Co-conveners: Dr Sami Everett (University of Cambridge), Dr Arthur Asseraf (University of Cambridge), Dr Rebekah Vince (University of Warwick)

This conference explored Jewish-Muslim dynamic interactions in performance art across North Africa (the Maghrib) and France since 1920. We brought together a research network of early career and more senior scholars researching and producing artistic representations across the genres of music, theatre, film, comedy, and art, to discuss how these relate to Maghribi Jewish-Muslim interaction, collaboration, and dialogue on both sides of the Mediterranean. Papers included interdisciplinary research on early twentieth century Jewish-Muslim theatre troupes and orchestras across the Maghrib, Israeli Moroccan nostalgia, and how North African Jews and Muslims have influenced the French stand-up comedy scene. Emphasis was placed on artistic cooperation, creative representation, intergenerational transmission, and dynamic interaction between Jews and Muslims on both sides of the Mediterranean. By discussing these themes, the conference challenged polarised narratives surrounding Jewish-Muslim relations in the Maghrib and France which tend to focus either on anti-Semitism and Islamophobia or on nostalgia and utopianism. While acknowledging the historical and contemporary tensions between Jews and Muslims, the material that we explored focused on transcultural creative production, taking a historical view of dynamic interaction between Jews and Muslims both sides of the Mediterranean. The event examined (co-)production and (inter-)acting, as well as influence from elsewhere, whether acknowledged or unacknowledged, in Jewish and Muslim performance cultures across the Maghrib and France. We are grateful to the European Association for Jewish Studies, the Centre for Research in the Social Sciences and Humanities and the Faculty of History at the University of Cambridge, the Institute of Modern Languages Research (IMLR), and the Paris Sciences et Lettres (PSL) – Cambridge collaboration scheme for their support and funding.

Event Rationale

The aim of the event was to investigate how Maghribi Jewish-Muslim artistic and cultural production represents or is under-girded by creative coexistence and dynamic interaction between Jews and Muslims in both the Maghrib and France.

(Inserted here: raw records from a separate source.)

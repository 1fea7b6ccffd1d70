//! Channel-Handler – Join, Leave, Create, Delete, Listen
//!
//! Alle Kanal-Operationen setzen eine angemeldete Verbindung voraus
//! (das Login-Gate sitzt im Verbindungs-Task). Loeschen darf nur der
//! Besitzer; verlaesst der Besitzer seinen Kanal, wird der Kanal
//! entfernt und die uebrigen Abonnenten werden benachrichtigt.

use std::sync::Arc;

use serde_json::Value;
use switchboard_core::{ChannelGuid, ClientGuid};
use switchboard_protocol::{status, ClientInfo, KanalAnfrage, KanalInfo, Nachricht};

use crate::dispatcher::DispatcherKontext;
use crate::ereignis;
use crate::registry::KanalRecord;
use crate::server_state::BrokerState;

/// Kennung des Anfragenden aus dem Kontext (Gate garantiert Anmeldung)
fn absender(ctx: &DispatcherKontext, anfrage: &Nachricht) -> Option<ClientGuid> {
    anfrage
        .sender_guid
        .clone()
        .filter(|g| !g.ist_leer())
        .or_else(|| ctx.guid.clone())
}

/// Verarbeitet JoinChannel
pub async fn beitreten(
    anfrage: Nachricht,
    ctx: &mut DispatcherKontext,
    state: &Arc<BrokerState>,
) -> Nachricht {
    let Some(guid) = absender(ctx, &anfrage) else {
        return Nachricht::fehler_antwort(&anfrage, status::BEITRITT_FEHLER);
    };
    let Some(kanal_guid) = anfrage.channel_guid.clone() else {
        return Nachricht::fehler_antwort(&anfrage, status::BEITRITT_FEHLER);
    };

    match state
        .registry
        .kanal_abonnent_hinzufuegen(&kanal_guid, guid.clone())
    {
        None => Nachricht::fehler_antwort(&anfrage, status::KANAL_NICHT_GEFUNDEN),
        Some(neu) => {
            if neu {
                tracing::info!(guid = %guid, kanal = %kanal_guid, "Kanal beigetreten");
                ereignis::kanal_beitritt_melden(state, &kanal_guid, &guid);
            }
            // Doppelter Beitritt bleibt eine einzelne Mitgliedschaft
            Nachricht::antwort_auf(
                &anfrage,
                true,
                Some(Value::String(status::BEITRITT_ERFOLG.to_string())),
            )
        }
    }
}

/// Verarbeitet LeaveChannel
///
/// Verlaesst der Besitzer den Kanal, wird der Kanal geloescht und die
/// uebrigen Abonnenten erhalten die Loeschungs-Benachrichtigung.
pub async fn verlassen(
    anfrage: Nachricht,
    ctx: &mut DispatcherKontext,
    state: &Arc<BrokerState>,
) -> Nachricht {
    let Some(guid) = absender(ctx, &anfrage) else {
        return Nachricht::fehler_antwort(&anfrage, status::AUSTRITT_FEHLER);
    };
    let Some(kanal_guid) = anfrage.channel_guid.clone() else {
        return Nachricht::fehler_antwort(&anfrage, status::AUSTRITT_FEHLER);
    };

    let Some(kanal) = state.registry.kanal_nach_guid(&kanal_guid) else {
        return Nachricht::fehler_antwort(&anfrage, status::KANAL_NICHT_GEFUNDEN);
    };

    if kanal.besitzer == guid {
        // Besitzer geht – Kanal wird aufgeloest
        match state.registry.kanal_entfernen(&kanal_guid) {
            Some((record, andere)) => {
                tracing::info!(guid = %guid, kanal = %kanal_guid, "Besitzer verlaesst – Kanal entfernt");
                ereignis::kanal_loeschung_melden(state, &record, &andere);
                Nachricht::antwort_auf(
                    &anfrage,
                    true,
                    Some(Value::String(status::LOESCHEN_ERFOLG.to_string())),
                )
            }
            None => Nachricht::fehler_antwort(&anfrage, status::KANAL_NICHT_GEFUNDEN),
        }
    } else {
        match state.registry.kanal_abonnent_entfernen(&kanal_guid, &guid) {
            Some(true) => {
                tracing::info!(guid = %guid, kanal = %kanal_guid, "Kanal verlassen");
                ereignis::kanal_austritt_melden(state, &kanal_guid, &guid);
                Nachricht::antwort_auf(
                    &anfrage,
                    true,
                    Some(Value::String(status::AUSTRITT_ERFOLG.to_string())),
                )
            }
            // War kein Abonnent (z.B. doppeltes Verlassen)
            Some(false) => Nachricht::fehler_antwort(&anfrage, status::AUSTRITT_FEHLER),
            None => Nachricht::fehler_antwort(&anfrage, status::KANAL_NICHT_GEFUNDEN),
        }
    }
}

/// Verarbeitet CreateChannel
///
/// Name und Privat-Flag stecken als [`KanalAnfrage`] im `Data`-Feld;
/// die Kanal-Kennung kommt vom Client oder wird vergeben. Namens-
/// Kollisionen (ohne Gross-/Kleinschreibung) werden hier geprueft,
/// Kennungs-Kollisionen in der Registry.
pub async fn erstellen(
    anfrage: Nachricht,
    ctx: &mut DispatcherKontext,
    state: &Arc<BrokerState>,
) -> Nachricht {
    let Some(guid) = absender(ctx, &anfrage) else {
        return Nachricht::fehler_antwort(&anfrage, status::ERSTELLEN_FEHLER);
    };

    let kanal_anfrage: KanalAnfrage = match anfrage
        .data
        .clone()
        .and_then(|v| serde_json::from_value(v).ok())
    {
        Some(a) => a,
        None => return Nachricht::fehler_antwort(&anfrage, status::ERSTELLEN_FEHLER),
    };

    if kanal_anfrage.channel_name.is_empty() {
        return Nachricht::fehler_antwort(&anfrage, status::ERSTELLEN_FEHLER);
    }

    if state
        .registry
        .kanal_nach_name(&kanal_anfrage.channel_name)
        .is_some()
    {
        return Nachricht::fehler_antwort(&anfrage, status::BEREITS_VORHANDEN);
    }

    let kanal_guid: ChannelGuid = anfrage.channel_guid.clone().unwrap_or_default();
    let record = KanalRecord::neu(
        kanal_guid.clone(),
        kanal_anfrage.channel_name.clone(),
        guid.clone(),
        kanal_anfrage.private,
    );

    if !state.registry.kanal_hinzufuegen(guid.clone(), record) {
        return Nachricht::fehler_antwort(&anfrage, status::BEREITS_VORHANDEN);
    }

    tracing::info!(
        guid = %guid,
        kanal = %kanal_guid,
        name = %kanal_anfrage.channel_name,
        privat = kanal_anfrage.private,
        "Kanal erstellt"
    );

    let mut antwort = Nachricht::antwort_auf(
        &anfrage,
        true,
        Some(Value::String(status::ERSTELLEN_ERFOLG.to_string())),
    );
    // Hatte die Anfrage keine Kennung, traegt die Antwort die vergebene
    antwort.channel_guid = Some(kanal_guid);
    antwort
}

/// Verarbeitet DeleteChannel (nur durch den Besitzer)
pub async fn loeschen(
    anfrage: Nachricht,
    ctx: &mut DispatcherKontext,
    state: &Arc<BrokerState>,
) -> Nachricht {
    let Some(guid) = absender(ctx, &anfrage) else {
        return Nachricht::fehler_antwort(&anfrage, status::LOESCHEN_FEHLER);
    };
    let Some(kanal_guid) = anfrage.channel_guid.clone() else {
        return Nachricht::fehler_antwort(&anfrage, status::LOESCHEN_FEHLER);
    };

    let Some(kanal) = state.registry.kanal_nach_guid(&kanal_guid) else {
        return Nachricht::fehler_antwort(&anfrage, status::KANAL_NICHT_GEFUNDEN);
    };

    // Loeschen durch Fremde ist immer ein Fehlschlag
    if kanal.besitzer != guid {
        tracing::debug!(guid = %guid, kanal = %kanal_guid, "Loeschversuch durch Nicht-Besitzer");
        return Nachricht::fehler_antwort(&anfrage, status::LOESCHEN_FEHLER);
    }

    match state.registry.kanal_entfernen(&kanal_guid) {
        Some((record, andere)) => {
            tracing::info!(guid = %guid, kanal = %kanal_guid, "Kanal geloescht");
            ereignis::kanal_loeschung_melden(state, &record, &andere);
            Nachricht::antwort_auf(
                &anfrage,
                true,
                Some(Value::String(status::LOESCHEN_ERFOLG.to_string())),
            )
        }
        None => Nachricht::fehler_antwort(&anfrage, status::KANAL_NICHT_GEFUNDEN),
    }
}

/// Verarbeitet ListChannels
///
/// Private Kanaele erscheinen nur in der Liste ihres Besitzers.
pub async fn auflisten(
    anfrage: Nachricht,
    ctx: &mut DispatcherKontext,
    state: &Arc<BrokerState>,
) -> Nachricht {
    let guid = absender(ctx, &anfrage);

    let kanaele: Vec<KanalInfo> = state
        .registry
        .alle_kanaele()
        .into_iter()
        .filter(|k| !k.privat || Some(&k.besitzer) == guid.as_ref())
        .map(|k| KanalInfo {
            channel_guid: k.guid.clone(),
            channel_name: k.name.clone(),
            owner_guid: k.besitzer.clone(),
            private: k.privat,
            subscriber_count: k.abonnenten.len(),
        })
        .collect();

    let data = serde_json::to_value(kanaele).unwrap_or(Value::Array(vec![]));
    Nachricht::antwort_auf(&anfrage, true, Some(data))
}

/// Verarbeitet ListChannelSubscribers
///
/// Die Eintraege sind bereinigt: Kennung, E-Mail und Verbindungszeit,
/// keine Zugangsdaten und kein Transport-Zustand. Ein unbekannter
/// Kanal ergibt eine leere Liste.
pub async fn abonnenten_auflisten(anfrage: Nachricht, state: &Arc<BrokerState>) -> Nachricht {
    let abonnenten: Vec<ClientInfo> = anfrage
        .channel_guid
        .as_ref()
        .and_then(|kanal_guid| state.registry.kanal_abonnenten(kanal_guid))
        .unwrap_or_default()
        .into_iter()
        .map(|guid| {
            let record = state.registry.client_nach_guid(&guid);
            ClientInfo {
                client_guid: guid,
                email: record.as_ref().and_then(|r| r.email.clone()),
                created_utc: record.map(|r| r.erstellt_am),
            }
        })
        .collect();

    let data = serde_json::to_value(abonnenten).unwrap_or(Value::Array(vec![]));
    Nachricht::antwort_auf(&anfrage, true, Some(data))
}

=>This was achieved by discussing a series of pre-circulated work-in-progress papers and cultural artefacts (film and music extracts, images, and text including, for example, fieldwork notes or archival photos), which formed the basis for in-depth and knowledgeable conversation around the theme of dynamic Maghribi Jewish-Muslim interactions on both sides of the Mediterranean.

The time period covered the promise of French emancipation to its indigenous subjects; nation-building in the Maghrib; decolonization and end of empire; the Cold War and its end; the ongoing Israeli-Palestinian conflict; and the rise of the right in France. Together the network scholars explored the ways in which this relationship plays out within production and performance, paying particular attention to shifting conceptions over time about sameness and difference.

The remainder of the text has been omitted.